Tuesday, April 29, 2014: 8:01 AM
Room 151B (Boston Convention and Exhibition Center)
William F. Wiley, MD, Cleveland Eye Clinic, Brecksville, Ohio, USA

Narrative Responses:

Purpose
Residual astigmatism has a negative impact on patient satisfaction and spectacle independence in refractive cataract surgery. This paper explores the evolution of a successful approach to astigmatism management.

Methods
The following approach to astigmatism management is detailed: Patients with 0.5 D to 1.0 D of astigmatism get “smart blade” limbal relaxing incisions (LRIs) with placement guided by intraoperative aberrometry (ORA with Verifeye), rather than femtosecond laser arcuate incisions that are programmed based on preoperative information.  Patients with >1.0 D of astigmatism get femtosecond laser surgery with a toric IOL, with lens selection and axis position guided by intraoperative aberrometry.  Objective aphakic vs. pseudophakic astigmatism results are calculated for each group.

Results
Smart-blade LRIs permit the surgeon to take advantage of high-precision measurement of astigmatism.  This produces excellent results for lower astigmats, while toric IOLs are more reliable above 1.0 or 1.25 D.  Objectively, cylinder in the IOL group (n=36) was reduced from 1.36 ± 0.4 D at the aphakic ORA measurement to 0.36 ±0.24 D at the final pseudophakic measurement on the table.
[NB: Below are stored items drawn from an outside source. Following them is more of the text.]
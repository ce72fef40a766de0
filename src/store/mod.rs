//! Repository seam between handlers and storage.
//!
//! Handlers never see a connection pool: they receive a [`Store`] through the
//! request context and talk to the traits below.

use std::sync::Arc;

use async_trait::async_trait;
use sqlx::PgPool;
use thiserror::Error;
use uuid::Uuid;

use crate::{
    accounts::repo_types::Account,
    auth::repo_types::{User, UserChanges},
    organizations::repo_types::{Organization, OrganizationChanges},
    query::QueryError,
};

#[cfg(test)]
pub mod memory;
pub mod postgres;

#[derive(Debug, Error)]
pub enum StoreError {
    #[error("build query: {0}")]
    Query(#[from] QueryError),
    #[error("database: {0}")]
    Database(#[from] sqlx::Error),
    #[error("{0}")]
    NotFound(String),
    #[error("{0}")]
    Conflict(String),
}

#[async_trait]
pub trait UserRepository: Send + Sync {
    async fn create(&self, user: &User) -> Result<User, StoreError>;
    async fn find_by_id(&self, id: Uuid) -> Result<Option<User>, StoreError>;
    /// Only non-deleted users are matched.
    async fn find_by_email(&self, email: &str) -> Result<Option<User>, StoreError>;
    async fn update(&self, id: Uuid, changes: &UserChanges) -> Result<User, StoreError>;
}

#[async_trait]
pub trait OrganizationRepository: Send + Sync {
    async fn create(&self, org: &Organization) -> Result<Organization, StoreError>;
    async fn find_by_id(&self, id: Uuid) -> Result<Option<Organization>, StoreError>;
    async fn update(
        &self,
        id: Uuid,
        changes: &OrganizationChanges,
    ) -> Result<Organization, StoreError>;
}

#[async_trait]
pub trait AccountRepository: Send + Sync {
    async fn create(&self, account: &Account) -> Result<Account, StoreError>;
    async fn find_by_id(&self, id: Uuid) -> Result<Option<Account>, StoreError>;
    async fn list(&self) -> Result<Vec<Account>, StoreError>;
}

/// Shared handle to every repository. Cheap to clone.
#[derive(Clone)]
pub struct Store {
    pub users: Arc<dyn UserRepository>,
    pub organizations: Arc<dyn OrganizationRepository>,
    pub accounts: Arc<dyn AccountRepository>,
}

impl Store {
    pub fn postgres(pool: PgPool) -> Self {
        Self {
            users: Arc::new(postgres::PgUsers::new(pool.clone())),
            organizations: Arc::new(postgres::PgOrganizations::new(pool.clone())),
            accounts: Arc::new(postgres::PgAccounts::new(pool)),
        }
    }

    #[cfg(test)]
    pub fn memory() -> Self {
        Self {
            users: Arc::new(memory::MemoryUsers::default()),
            organizations: Arc::new(memory::MemoryOrganizations::default()),
            accounts: Arc::new(memory::MemoryAccounts::default()),
        }
    }
}
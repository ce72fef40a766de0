use serde::Serialize;
use sqlx::FromRow;
use time::OffsetDateTime;
use uuid::Uuid;

use crate::query::Columns;

#[derive(Debug, Clone, Serialize, FromRow)]
pub struct Account {
    pub id: Uuid,
    #[serde(with = "time::serde::rfc3339")]
    pub created_at: OffsetDateTime,
    #[serde(with = "time::serde::rfc3339")]
    pub updated_at: OffsetDateTime,
    pub name: String,
    pub balance: i64,
}

impl Account {
    /// New account opened with a zero balance.
    pub fn open(name: String, now: OffsetDateTime) -> Self {
        Self {
            id: Uuid::now_v7(),
            created_at: now,
            updated_at: now,
            name,
            balance: 0,
        }
    }

    pub fn to_columns(&self) -> Columns {
        let mut cols = Columns::new();
        cols.insert("id", self.id.into());
        cols.insert("created_at", self.created_at.into());
        cols.insert("updated_at", self.updated_at.into());
        cols.insert("name", self.name.clone().into());
        cols.insert("balance", self.balance.into());
        cols
    }
}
Cylinder in the LRI group (n=29) was reduced from 0.72 ± 0.3 D at the aphakic measurement prior to LRI to 0.33 ± 0.17 D at the final pseudophakic /post-LRI measurement.

Conclusion
In the current era of advanced technology for refractive cataract surgery, it is important to develop a personal algorithm based on the magnitude of astigmatism for the treatment of refractive cataract patients.  Intraoperative aberrometry-guided smart-blade LRIs for lower astigmats and toric IOLs for higher astigmats offer excellent results.